Work item
Could you return every line of the records below that contains the word "enabled"?

Information given
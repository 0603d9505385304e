use chrono::{DateTime, Datelike, NaiveDate};

use crate::{Error, Result};

// Tried in order. Month names are matched case-insensitively and in either
// full or abbreviated form.
const DATE_FORMATS: &[&str] = &[
    "%Y-%m-%d",
    "%Y/%m/%d",
    "%m/%d/%Y",
    "%m-%d-%Y",
    "%m.%d.%Y",
    "%B %d, %Y",
    "%B %d %Y",
    "%d %B %Y",
    "%A, %B %d, %Y",
];

const MAX_DATE_DIGITS: usize = 8;

/// Parses a date typed by a user into a calendar date.
///
/// Accepts ISO (`2026-08-08`), US numeric (`8/8/2026`), month-name
/// (`August 8, 2026`) and RFC 3339 timestamp input. Years must be written
/// with four digits.
pub fn parse_date<S: AsRef<str>>(input: S) -> Result<NaiveDate> {
    let raw = input.as_ref();
    let trimmed = raw.trim();

    if trimmed.is_empty() {
        return Err(Error::InvalidDate(raw.to_string()));
    }

    DATE_FORMATS
        .iter()
        .find_map(|format| {
            NaiveDate::parse_from_str(trimmed, format)
                .ok()
                .filter(has_full_year)
        })
        .or_else(|| {
            DateTime::parse_from_rfc3339(trimmed)
                .ok()
                .map(|timestamp| timestamp.date_naive())
        })
        .ok_or_else(|| Error::InvalidDate(raw.to_string()))
}

// Rejects what a two-digit year parses to.
fn has_full_year(date: &NaiveDate) -> bool {
    (1000..=9999).contains(&date.year())
}

/// Normalizes a typed date into the stored `YYYY-MM-DD` form.
pub fn normalize_date<S: AsRef<str>>(input: S) -> Result<String> {
    let date = parse_date(input)?;
    Ok(format!(
        "{:04}-{:02}-{:02}",
        date.year(),
        date.month(),
        date.day()
    ))
}

/// Masks date field input as `MM/DD/YYYY` while it is being typed.
pub fn format_date_input<S: AsRef<str>>(input: S) -> String {
    let digits = input
        .as_ref()
        .chars()
        .filter(char::is_ascii_digit)
        .take(MAX_DATE_DIGITS)
        .collect::<String>();

    match digits.len() {
        0..=2 => digits,
        3..=4 => format!("{}/{}", &digits[..2], &digits[2..]),
        _ => format!("{}/{}/{}", &digits[..2], &digits[2..4], &digits[4..]),
    }
}

pub fn format_display_date(date: NaiveDate) -> String {
    date.format("%A, %B %-d, %Y").to_string()
}
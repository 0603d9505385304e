use std::collections::HashMap;
use std::hash::Hash;
use std::sync::Arc;

use tokio::sync::RwLock;
use tokio::task;
use tokio::time::{sleep, Duration};

#[derive(Debug, Clone, Copy)]
pub struct Config {
    pub enabled: bool,
    pub ttl: Duration,
}

/// Holds fetched values for `ttl`, at most `capacity` keys at a time. A
/// disabled cache never stores anything.
pub struct Cache<K, V> {
    config: Config,
    capacity: usize,
    entries: RwLock<HashMap<K, Arc<V>>>,
}

impl<K, V> Cache<K, V>
where
    K: Clone + Eq + Hash + Send + Sync + 'static,
    V: Send + Sync + 'static,
{
    pub fn new(config: Config, capacity: usize) -> Arc<Self> {
        Arc::new(Self {
            config,
            capacity,
            entries: Default::default(),
        })
    }

    /// Stores `value` under `key` and hands it back shared. When the cache
    /// is full, new keys are passed through without being stored.
    pub async fn insert(self: Arc<Self>, key: K, value: V) -> Arc<V> {
        let value = Arc::new(value);
        if !self.config.enabled {
            return value;
        }

        {
            let mut entries = self.entries.write().await;
            if entries.len() >= self.capacity && !entries.contains_key(&key) {
                tracing::debug!(capacity = self.capacity, "cache full, not storing");
                return value;
            }
            entries.insert(key.clone(), Arc::clone(&value));
        }

        let cache = Arc::clone(&self);
        let stored = Arc::clone(&value);
        task::spawn(async move {
            sleep(cache.config.ttl).await;
            let mut entries = cache.entries.write().await;
            // A newer insert for the same key owns its own timer.
            if entries.get(&key).is_some_and(|current| Arc::ptr_eq(current, &stored)) {
                entries.remove(&key);
            }
        });

        value
    }

    pub async fn get(&self, key: &K) -> Option<Arc<V>> {
        if !self.config.enabled {
            return None;
        }

        self.entries.read().await.get(key).map(Arc::clone)
    }
}

#[cfg(test)]
mod tests {
    use super::*;

    fn config(enabled: bool) -> Config {
        Config {
            enabled,
            ttl: Duration::from_secs(60),
        }
    }

    #[tokio::test]
    async fn disabled_cache_always_misses() {
        let cache = Cache::new(config(false), 8);

        let value = Arc::clone(&cache).insert("feed", 1).await;

        assert_eq!(*value, 1);
        assert!(cache.get(&"feed").await.is_none());
    }

    #[tokio::test(start_paused = true)]
    async fn entries_expire_after_ttl() {
        let cache = Cache::new(config(true), 8);

        Arc::clone(&cache).insert("event:e1", "Rally").await;
        assert_eq!(cache.get(&"event:e1").await.as_deref(), Some(&"Rally"));

        sleep(Duration::from_secs(61)).await;
        assert!(cache.get(&"event:e1").await.is_none());
    }

    #[tokio::test(start_paused = true)]
    async fn reinsert_keeps_newer_value_alive() {
        let cache = Cache::new(config(true), 8);

        Arc::clone(&cache).insert("feed", 1).await;
        sleep(Duration::from_secs(30)).await;
        Arc::clone(&cache).insert("feed", 2).await;
        sleep(Duration::from_secs(31)).await;

        assert_eq!(cache.get(&"feed").await.as_deref(), Some(&2));
    }

    #[tokio::test(start_paused = true)]
    async fn full_cache_passes_new_keys_through() {
        let cache = Cache::new(config(true), 2);

        Arc::clone(&cache).insert("e1", 1).await;
        Arc::clone(&cache).insert("e2", 2).await;
        let value = Arc::clone(&cache).insert("e3", 3).await;

        assert_eq!(*value, 3);
        assert!(cache.get(&"e3").await.is_none());

        // Existing keys can still be refreshed.
        Arc::clone(&cache).insert("e1", 10).await;
        assert_eq!(cache.get(&"e1").await.as_deref(), Some(&10));

        sleep(Duration::from_secs(61)).await;
        Arc::clone(&cache).insert("e3", 3).await;
        assert_eq!(cache.get(&"e3").await.as_deref(), Some(&3));
    }
}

Output of the exercise
    pub enabled: bool,
        if !self.config.enabled {
        if !self.config.enabled {
    fn config(enabled: bool) -> Config {
            enabled,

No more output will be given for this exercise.